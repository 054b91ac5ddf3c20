//! Time points, clocks and one-shot timers.
//!
//! Time inside a [`Context`](crate::Context) is measured in microsecond ticks ([`TimePoint`])
//! read from a [`Clock`]. Contexts default to a [`MonotonicClock`]; tests swap in a
//! [`ManualClock`] to step time deterministically.
//!
//! [`TimerQueue`] keeps one-shot timers ordered by expiry. The owning context fires expired
//! timers once per update, after all stream contexts were processed.

use serde::{Deserialize, Serialize};
use std::cell::{Cell, RefCell};
use std::collections::{BTreeMap, HashMap};
use std::fmt;
use std::ops::{Add, Sub};
use std::time::{Duration, Instant};

/// An absolute point in time, in microseconds since the clock's origin.
#[derive(Clone, Copy, Debug, Default, PartialEq, Eq, PartialOrd, Ord, Hash, Serialize, Deserialize)]
#[serde(transparent)]
pub struct TimePoint(u64);

impl TimePoint {
    pub const ZERO: TimePoint = TimePoint(0);

    #[inline]
    pub const fn from_micros(micros: u64) -> Self {
        Self(micros)
    }

    #[inline]
    pub const fn as_micros(self) -> u64 {
        self.0
    }

    /// Time elapsed since `earlier`, zero if `earlier` is in the future.
    #[inline]
    pub fn saturating_duration_since(self, earlier: TimePoint) -> Duration {
        Duration::from_micros(self.0.saturating_sub(earlier.0))
    }
}

impl Add<Duration> for TimePoint {
    type Output = TimePoint;

    fn add(self, rhs: Duration) -> TimePoint {
        let micros = u64::try_from(rhs.as_micros()).unwrap_or(u64::MAX);
        TimePoint(self.0.saturating_add(micros))
    }
}

impl Sub for TimePoint {
    type Output = Duration;

    fn sub(self, rhs: TimePoint) -> Duration {
        self.saturating_duration_since(rhs)
    }
}

impl fmt::Display for TimePoint {
    fn fmt(&self, f: &mut fmt::Formatter<'_>) -> fmt::Result {
        write!(f, "{}us", self.0)
    }
}

/// Source of the current time.
pub trait Clock {
    fn now(&self) -> TimePoint;
}

/// Wall clock based on [`Instant`], counting from its creation.
#[derive(Clone, Copy, Debug)]
pub struct MonotonicClock {
    origin: Instant,
}

impl MonotonicClock {
    pub fn new() -> Self {
        Self {
            origin: Instant::now(),
        }
    }
}

impl Default for MonotonicClock {
    fn default() -> Self {
        Self::new()
    }
}

impl Clock for MonotonicClock {
    fn now(&self) -> TimePoint {
        TimePoint::ZERO + self.origin.elapsed()
    }
}

/// A clock that only moves when told to.
///
/// With an auto-tick configured, every read first advances the clock by that step, so a
/// loop that reads the time once per frame sees time pass without explicit calls.
///
/// ```
/// use std::time::Duration;
/// use stickflow::{Clock, ManualClock, TimePoint};
///
/// let clock = ManualClock::new();
/// clock.advance(Duration::from_millis(5));
/// assert_eq!(clock.now(), TimePoint::from_micros(5_000));
///
/// clock.set_auto_tick(Duration::from_micros(10));
/// assert_eq!(clock.now(), TimePoint::from_micros(5_010));
/// assert_eq!(clock.now(), TimePoint::from_micros(5_020));
/// ```
#[derive(Debug, Default)]
pub struct ManualClock {
    ticks: Cell<TimePoint>,
    auto_tick: Cell<Duration>,
}

impl ManualClock {
    pub fn new() -> Self {
        Self::default()
    }

    pub fn set(&self, at: TimePoint) {
        self.ticks.set(at);
    }

    pub fn advance(&self, by: Duration) {
        self.ticks.set(self.ticks.get() + by);
    }

    pub fn set_auto_tick(&self, step: Duration) {
        self.auto_tick.set(step);
    }

    pub fn auto_tick(&self) -> Duration {
        self.auto_tick.get()
    }
}

impl Clock for ManualClock {
    fn now(&self) -> TimePoint {
        let step = self.auto_tick.get();
        if !step.is_zero() {
            self.advance(step);
        }
        self.ticks.get()
    }
}

/// Handle of a scheduled timer.
#[derive(Clone, Copy, Debug, PartialEq, Eq, PartialOrd, Ord, Hash)]
pub struct TimerId(u64);

type TimerFn = Box<dyn FnOnce(TimePoint)>;

/// One-shot timers ordered by expiry, then by scheduling order.
#[derive(Default)]
pub struct TimerQueue {
    pending: RefCell<BTreeMap<(TimePoint, TimerId), TimerFn>>,
    due: RefCell<HashMap<TimerId, TimePoint>>,
    next_id: Cell<u64>,
}

impl TimerQueue {
    pub fn new() -> Self {
        Self::default()
    }

    /// Schedule `callback` to run once the queue is fired at or after `at`.
    pub fn schedule(&self, at: TimePoint, callback: impl FnOnce(TimePoint) + 'static) -> TimerId {
        let id = TimerId(self.next_id.get());
        self.next_id.set(id.0 + 1);
        self.pending.borrow_mut().insert((at, id), Box::new(callback));
        self.due.borrow_mut().insert(id, at);
        id
    }

    /// Cancel a timer. Returns false if it already fired or was cancelled.
    pub fn cancel(&self, id: TimerId) -> bool {
        let Some(at) = self.due.borrow_mut().remove(&id) else {
            return false;
        };
        self.pending.borrow_mut().remove(&(at, id)).is_some()
    }

    pub fn is_scheduled(&self, id: TimerId) -> bool {
        self.due.borrow().contains_key(&id)
    }

    pub fn len(&self) -> usize {
        self.due.borrow().len()
    }

    pub fn is_empty(&self) -> bool {
        self.due.borrow().is_empty()
    }

    /// Earliest pending expiry.
    pub fn next_expiry(&self) -> Option<TimePoint> {
        self.pending.borrow().keys().next().map(|(at, _)| *at)
    }

    /// Run every timer due at `now`, earliest first. Returns how many fired.
    ///
    /// Timers scheduled by a firing callback wait for the next call, even if already due.
    pub fn fire_expired(&self, now: TimePoint) -> usize {
        let horizon = TimerId(self.next_id.get());
        let mut fired = 0;
        loop {
            let next = {
                let mut pending = self.pending.borrow_mut();
                // Only due keys are visited; timers added while firing wait for the next call.
                let key = pending
                    .range(..=(now, TimerId(u64::MAX)))
                    .map(|(key, _)| *key)
                    .find(|(_, id)| *id < horizon);
                key.and_then(|key| pending.remove_entry(&key))
            };
            let Some(((at, id), callback)) = next else {
                break;
            };
            self.due.borrow_mut().remove(&id);
            callback(at);
            fired += 1;
        }
        fired
    }

    /// Drop every pending timer without running it.
    pub fn clear(&self) {
        self.pending.borrow_mut().clear();
        self.due.borrow_mut().clear();
    }
}

impl fmt::Debug for TimerQueue {
    fn fmt(&self, f: &mut fmt::Formatter<'_>) -> fmt::Result {
        f.debug_struct("TimerQueue")
            .field("len", &self.len())
            .field("next_expiry", &self.next_expiry())
            .finish()
    }
}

-=-=-

* EXERCISE BRIEF: Find every line in the records that has the word "RefCell". Copy those lines.

* SOLUTION:
use std::cell::{Cell, RefCell};
    pending: RefCell<BTreeMap<(TimePoint, TimerId), TimerFn>>,
    due: RefCell<HashMap<TimerId, TimePoint>>,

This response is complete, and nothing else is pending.